WORK TO COMPLETE: Within the entries below, find each line containing the word "Duration" and copy it.

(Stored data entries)

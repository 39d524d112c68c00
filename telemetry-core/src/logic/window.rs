//! Window & Filter Stage
//!
//! Giới hạn records trong time window và tách thành sub-streams theo event type.

use chrono::{Duration, NaiveDateTime};
use serde::Serialize;
use std::collections::BTreeMap;

use super::types::{CanonicalRecord, EventType};

/// Keep records with `timestamp >= now - window`.
///
/// `window = None` means unbounded: every record passes. Input order is
/// preserved.
pub fn select(
    records: Vec<CanonicalRecord>,
    now: NaiveDateTime,
    window: Option<Duration>,
) -> Vec<CanonicalRecord> {
    let cutoff = window.and_then(|w| now.checked_sub_signed(w));
    match cutoff {
        Some(cutoff) => records.into_iter().filter(|r| r.timestamp >= cutoff).collect(),
        None => records,
    }
}

/// Stable sort by timestamp ascending (for sources known to be unsorted)
pub fn sort_chronologically(records: &mut [CanonicalRecord]) {
    records.sort_by_key(|r| r.timestamp);
}

/// Records grouped by event type, insertion order kept within each stream
#[derive(Debug, Clone, Default, PartialEq, Serialize)]
pub struct Streams {
    pub system_stats: Vec<CanonicalRecord>,
    pub detection: Vec<CanonicalRecord>,
    pub unknown: Vec<CanonicalRecord>,
}

impl Streams {
    pub fn get(&self, event_type: EventType) -> &[CanonicalRecord] {
        match event_type {
            EventType::SystemStats => &self.system_stats,
            EventType::Detection => &self.detection,
            EventType::Unknown => &self.unknown,
        }
    }

    pub fn len(&self) -> usize {
        self.system_stats.len() + self.detection.len() + self.unknown.len()
    }

    pub fn is_empty(&self) -> bool {
        self.len() == 0
    }

    /// Per-type counts, for status payloads
    pub fn counts(&self) -> BTreeMap<EventType, usize> {
        [EventType::SystemStats, EventType::Detection, EventType::Unknown]
            .into_iter()
            .map(|t| (t, self.get(t).len()))
            .collect()
    }

    /// KPI aggregates over the split view
    pub fn summary(&self) -> StreamSummary {
        let mut labels = BTreeMap::new();
        for label in self.detection.iter().filter_map(|r| r.label.as_deref()) {
            *labels.entry(label.to_string()).or_insert(0) += 1;
        }

        StreamSummary {
            system_samples: self.system_stats.len(),
            detections: self.detection.len(),
            unknown: self.unknown.len(),
            mean_cpu_pct: mean(&self.system_stats, |r| r.cpu_pct),
            mean_mem_pct: mean(&self.system_stats, |r| r.mem_pct),
            mean_temp_c: mean(&self.system_stats, |r| r.temp_c),
            mean_fps: mean(&self.detection, |r| r.fps),
            mean_confidence: mean(&self.detection, |r| r.confidence),
            labels,
        }
    }
}

// ============================================================================
// KPI SUMMARY
// ============================================================================

/// Dashboard KPI cards: sample counts and per-metric means.
///
/// A mean is `None` when no record in its stream carries the field; missing
/// values are skipped, never counted as zero.
#[derive(Debug, Clone, Default, PartialEq, Serialize)]
pub struct StreamSummary {
    pub system_samples: usize,
    pub detections: usize,
    pub unknown: usize,
    pub mean_cpu_pct: Option<f64>,
    pub mean_mem_pct: Option<f64>,
    pub mean_temp_c: Option<f64>,
    pub mean_fps: Option<f64>,
    pub mean_confidence: Option<f64>,
    /// Detections per label
    pub labels: BTreeMap<String, usize>,
}

fn mean(records: &[CanonicalRecord], field: impl Fn(&CanonicalRecord) -> Option<f64>) -> Option<f64> {
    let (sum, n) = records
        .iter()
        .filter_map(field)
        .fold((0.0, 0usize), |(sum, n), v| (sum + v, n + 1));
    (n > 0).then(|| sum / n as f64)
}

/// Split records into per-type streams
pub fn split_by_type(records: &[CanonicalRecord]) -> Streams {
    let mut streams = Streams::default();
    for record in records {
        let stream = match record.event_type {
            EventType::SystemStats => &mut streams.system_stats,
            EventType::Detection => &mut streams.detection,
            EventType::Unknown => &mut streams.unknown,
        };
        stream.push(record.clone());
    }
    streams
}

#[cfg(test)]
mod tests {
    use super::*;

    fn at(minute: u32, event_type: EventType) -> CanonicalRecord {
        let ts = NaiveDateTime::parse_from_str(
            &format!("2025-03-26 13:{:02}:00", minute),
            "%Y-%m-%d %H:%M:%S",
        )
        .unwrap();
        CanonicalRecord::new(ts, event_type)
    }

    fn now() -> NaiveDateTime {
        NaiveDateTime::parse_from_str("2025-03-26 13:30:00", "%Y-%m-%d %H:%M:%S").unwrap()
    }

    #[test]
    fn test_select_keeps_only_window() {
        let records = vec![
            at(0, EventType::SystemStats),
            at(20, EventType::Detection),
            at(25, EventType::SystemStats),
            at(5, EventType::Detection),
        ];

        let out = select(records.clone(), now(), Some(Duration::minutes(10)));

        assert_eq!(out, vec![records[1].clone(), records[2].clone()]);
        let cutoff = now() - Duration::minutes(10);
        assert!(out.iter().all(|r| r.timestamp >= cutoff));
    }

    #[test]
    fn test_cutoff_is_inclusive() {
        let out = select(vec![at(20, EventType::Detection)], now(), Some(Duration::minutes(10)));
        assert_eq!(out.len(), 1);
    }

    #[test]
    fn test_unbounded_window_passes_everything() {
        let records = vec![at(9, EventType::Detection), at(1, EventType::SystemStats)];
        assert_eq!(select(records.clone(), now(), None), records);
    }

    #[test]
    fn test_split_preserves_insertion_order() {
        let records = vec![
            at(3, EventType::Detection),
            at(1, EventType::SystemStats),
            at(2, EventType::Detection),
            at(4, EventType::Unknown),
        ];

        let streams = split_by_type(&records);

        assert_eq!(streams.detection, vec![records[0].clone(), records[2].clone()]);
        assert_eq!(streams.system_stats, vec![records[1].clone()]);
        assert_eq!(streams.unknown.len(), 1);
        assert_eq!(streams.len(), 4);
        assert_eq!(streams.counts()[&EventType::Detection], 2);
    }

    #[test]
    fn test_summary_means_skip_missing_fields() {
        let mut a = at(1, EventType::SystemStats);
        a.cpu_pct = Some(40.0);
        a.mem_pct = Some(50.0);
        let mut b = at(2, EventType::SystemStats);
        b.cpu_pct = Some(60.0);
        let mut d1 = at(3, EventType::Detection);
        d1.label = Some("person".into());
        d1.fps = Some(8.0);
        let mut d2 = at(4, EventType::Detection);
        d2.label = Some("person".into());
        let mut d3 = at(5, EventType::Detection);
        d3.label = Some("car".into());
        d3.fps = Some(12.0);

        let summary = split_by_type(&[a, b, d1, d2, d3, at(6, EventType::Unknown)]).summary();

        assert_eq!(summary.system_samples, 2);
        assert_eq!(summary.detections, 3);
        assert_eq!(summary.unknown, 1);
        assert_eq!(summary.mean_cpu_pct, Some(50.0));
        assert_eq!(summary.mean_mem_pct, Some(50.0));
        assert_eq!(summary.mean_temp_c, None);
        assert_eq!(summary.mean_fps, Some(10.0));
        assert_eq!(summary.mean_confidence, None);
        assert_eq!(summary.labels["person"], 2);
        assert_eq!(summary.labels["car"], 1);
    }

    #[test]
    fn test_summary_of_empty_view() {
        let summary = Streams::default().summary();
        assert_eq!(summary, StreamSummary::default());
        assert!(summary.mean_cpu_pct.is_none());
    }

    #[test]
    fn test_sort_is_stable() {
        let mut a = at(5, EventType::Detection);
        a.label = Some("first".into());
        let mut b = at(5, EventType::Detection);
        b.label = Some("second".into());
        let mut records = vec![at(7, EventType::SystemStats), a, b];

        sort_chronologically(&mut records);

        assert_eq!(records[0].label.as_deref(), Some("first"));
        assert_eq!(records[1].label.as_deref(), Some("second"));
        assert_eq!(records[2].event_type, EventType::SystemStats);
    }
}
//! Telemetry Core - acquisition & normalization pipeline
//!
//! Pulls raw records from one configured source, normalizes them into
//! `CanonicalRecord`s, windows them, and keeps the last committed view
//! for the presentation layer.

pub mod constants;
pub mod logic;

pub use logic::config::{PipelineConfig, SourceConfig, SourceKind};
pub use logic::error::{CoercionError, ConfigError, IngestError, SourceError};
pub use logic::fallback::{FallbackPolicy, ResolvedOutput, SourceState};
pub use logic::poll::{CurrentView, Phase, PollScheduler, PollState, PollStats, TickOutcome, Trigger};
pub use logic::source::{PushBuffer, PushReceipt, SourceAdapter, Sources, UploadSource, UploadSummary};
pub use logic::types::{AcquisitionResult, CanonicalRecord, EventType, RawBatch, RawRecord};
pub use logic::window::{StreamSummary, Streams};
//! Tolerant value coercion
//!
//! Numbers may arrive as JSON numbers or as text with a unit suffix
//! (`"82.9C"`, `"66.4 °C"`, `"40%"`, `"82.9'C"`). Timestamps may be epoch
//! seconds (number or text) or structured date-time text.

use chrono::{DateTime, NaiveDate, NaiveDateTime};
use once_cell::sync::Lazy;
use regex::Regex;
use serde_json::Value;

use crate::logic::error::CoercionError;

/// Leading number, optional degree mark (including the mis-decoded `Â°`), optional unit letters
static NUMBER_WITH_UNIT: Lazy<Regex> = Lazy::new(|| {
    Regex::new(r"^([+-]?(?:\d+(?:\.\d*)?|\.\d+)(?:[eE][+-]?\d+)?)\s*(?:Â?[°º]|')?\s*[A-Za-z%]*$")
        .expect("unit-suffix pattern is valid")
});

/// Text values meaning "no value"
const EMPTY_MARKERS: &[&str] = &["", "nan", "null", "none", "n/a", "na", "-"];

/// Epoch values above this are milliseconds
const EPOCH_MILLIS_THRESHOLD: f64 = 1.0e11;

const DATETIME_FORMATS: &[&str] = &[
    "%Y-%m-%d %H:%M:%S%.f",
    "%Y-%m-%dT%H:%M:%S%.f",
    "%Y-%m-%d %H:%M",
    "%Y-%m-%dT%H:%M",
    "%Y/%m/%d %H:%M:%S%.f",
    "%Y/%m/%d %H:%M",
];

// ============================================================================
// NUMBERS
// ============================================================================

/// Parse a numeric field. Failure means the field is absent.
pub fn parse_number(value: &Value) -> Option<f64> {
    let parsed = match value {
        Value::Number(n) => n.as_f64(),
        Value::String(s) => parse_number_text(s),
        _ => None,
    };
    parsed.filter(|v| v.is_finite())
}

fn parse_number_text(text: &str) -> Option<f64> {
    let text = text.trim();
    if is_empty_marker(text) {
        return None;
    }
    let caps = NUMBER_WITH_UNIT.captures(text)?;
    caps.get(1)?.as_str().parse::<f64>().ok()
}

fn is_empty_marker(text: &str) -> bool {
    EMPTY_MARKERS.iter().any(|m| text.eq_ignore_ascii_case(m))
}

// ============================================================================
// TEXT
// ============================================================================

/// Parse a short category string
pub fn parse_label(value: &Value) -> Option<String> {
    match value {
        Value::String(s) => {
            let s = s.trim();
            (!is_empty_marker(s)).then(|| s.to_string())
        }
        Value::Number(n) => Some(n.to_string()),
        _ => None,
    }
}

/// Discriminator text, if any
pub fn parse_tag(value: &Value) -> Option<&str> {
    match value {
        Value::String(s) if !s.trim().is_empty() => Some(s.as_str()),
        _ => None,
    }
}

// ============================================================================
// TIMESTAMPS
// ============================================================================

/// Parse a timestamp value.
///
/// Offsets in structured text are converted to UTC and dropped; epoch values
/// are interpreted as UTC.
pub fn parse_timestamp(value: &Value) -> Result<NaiveDateTime, CoercionError> {
    match value {
        Value::Number(n) => n
            .as_f64()
            .and_then(from_epoch)
            .ok_or_else(|| CoercionError::InvalidTimestamp(n.to_string())),
        Value::String(s) => parse_timestamp_text(s),
        Value::Null => Err(CoercionError::MissingTimestamp),
        other => Err(CoercionError::InvalidTimestamp(other.to_string())),
    }
}

fn parse_timestamp_text(text: &str) -> Result<NaiveDateTime, CoercionError> {
    let trimmed = text.trim();
    if is_empty_marker(trimmed) {
        return Err(CoercionError::MissingTimestamp);
    }

    if let Ok(epoch) = trimmed.parse::<f64>() {
        return from_epoch(epoch).ok_or_else(|| CoercionError::InvalidTimestamp(text.to_string()));
    }

    if let Ok(dt) = DateTime::parse_from_rfc3339(trimmed) {
        return Ok(dt.naive_utc());
    }

    for format in DATETIME_FORMATS {
        if let Ok(dt) = NaiveDateTime::parse_from_str(trimmed, format) {
            return Ok(dt);
        }
    }

    NaiveDate::parse_from_str(trimmed, "%Y-%m-%d")
        .ok()
        .and_then(|d| d.and_hms_opt(0, 0, 0))
        .ok_or_else(|| CoercionError::InvalidTimestamp(text.to_string()))
}

fn from_epoch(value: f64) -> Option<NaiveDateTime> {
    if !value.is_finite() {
        return None;
    }
    let secs = if value.abs() > EPOCH_MILLIS_THRESHOLD { value / 1000.0 } else { value };
    let whole = secs.floor();
    let nanos = ((secs - whole) * 1e9).round().min(999_999_999.0) as u32;
    DateTime::from_timestamp(whole as i64, nanos).map(|dt| dt.naive_utc())
}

REPLY TO THE TASK:
use chrono::{Duration, NaiveDateTime};
    window: Option<Duration>,
        let out = select(records.clone(), now(), Some(Duration::minutes(10)));
        let cutoff = now() - Duration::minutes(10);
        let out = select(vec![at(20, EventType::Detection)], now(), Some(Duration::minutes(10)));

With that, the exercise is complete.